• [THE TASK]: The lines below that include "unwrap" are to be found and copied.

(Collected data entries)
####

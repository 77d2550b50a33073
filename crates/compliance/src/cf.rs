//! Physical variables known to the naming and units checks.

/// Naming and unit constraints of one CF standard name.
#[derive(Debug, Clone, Copy, PartialEq, Eq)]
pub struct CfVariableSpec {
    pub standard_name: &'static str,
    /// Variable names accepted for this quantity (CF or ECMWF short names).
    pub aliases: &'static [&'static str],
    pub units: &'static [&'static str],
    pub canonical_unit: &'static str,
}

impl CfVariableSpec {
    /// Case-insensitive alias check.
    pub fn allows_name(&self, name: &str) -> bool {
        let name = name.trim().to_lowercase();
        self.aliases.iter().any(|a| *a == name)
    }

    /// Units are case significant (`dBZ`), only surrounding whitespace is ignored.
    pub fn allows_unit(&self, units: &str) -> bool {
        self.units.contains(&units.trim())
    }

    pub fn is_canonical_unit(&self, units: &str) -> bool {
        units.trim() == self.canonical_unit
    }
}

const RATE_UNITS: &[&str] = &["kg m-2 h-1", "mm h-1", "mm/h"];
const AMOUNT_ALIASES: &[&str] = &["rainfall_amount", "mm", "precipitation_amount", "tp"];
const AMOUNT_UNITS: &[&str] = &["kg m-2", "mm"];

pub static CF_VARIABLES: &[CfVariableSpec] = &[
    CfVariableSpec {
        standard_name: "rainfall_flux",
        aliases: &["mmh", "rr", "rain_rate", "rainfall_rate", "rainfall_flux"],
        units: RATE_UNITS,
        canonical_unit: "kg m-2 h-1",
    },
    CfVariableSpec {
        standard_name: "precipitation_flux",
        aliases: &["tprate", "prate"],
        units: RATE_UNITS,
        canonical_unit: "kg m-2 h-1",
    },
    CfVariableSpec {
        standard_name: "equivalent_reflectivity_factor",
        aliases: &["equivalent_reflectivity_factor", "dbz", "rare"],
        units: &["dBZ"],
        canonical_unit: "dBZ",
    },
    CfVariableSpec {
        standard_name: "precipitation_amount",
        aliases: AMOUNT_ALIASES,
        units: AMOUNT_UNITS,
        canonical_unit: "kg m-2",
    },
    CfVariableSpec {
        standard_name: "rainfall_amount",
        aliases: AMOUNT_ALIASES,
        units: AMOUNT_UNITS,
        canonical_unit: "kg m-2",
    },
];

/// Look up a standard name (trimmed, case-insensitive).
pub fn lookup(standard_name: &str) -> Option<&'static CfVariableSpec> {
    let key = standard_name.trim().to_lowercase();
    CF_VARIABLES.iter().find(|s| s.standard_name == key)
}

#[cfg(test)]
mod tests {
    use super::*;

    #[test]
    fn test_lookup() {
        assert_eq!(lookup(" Rainfall_Flux ").map(|s| s.canonical_unit), Some("kg m-2 h-1"));
        assert!(lookup("air_temperature").is_none());
    }

    #[test]
    fn test_units_are_case_sensitive() {
        let dbz = lookup("equivalent_reflectivity_factor").unwrap();
        assert!(dbz.allows_unit("dBZ"));
        assert!(!dbz.allows_unit("dbz"));
        assert!(dbz.allows_name("DBZ"));
    }

    #[test]
    fn test_rate_units() {
        let rr = lookup("rainfall_flux").unwrap();
        assert!(rr.allows_unit(" mm/h "));
        assert!(!rr.is_canonical_unit("mm/h"));
        assert!(rr.is_canonical_unit("kg m-2 h-1"));
        assert!(!rr.allows_unit("in/h"));
    }
}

####

• [THE ANSWER]:
        let dbz = lookup("equivalent_reflectivity_factor").unwrap();
        let rr = lookup("rainfall_flux").unwrap();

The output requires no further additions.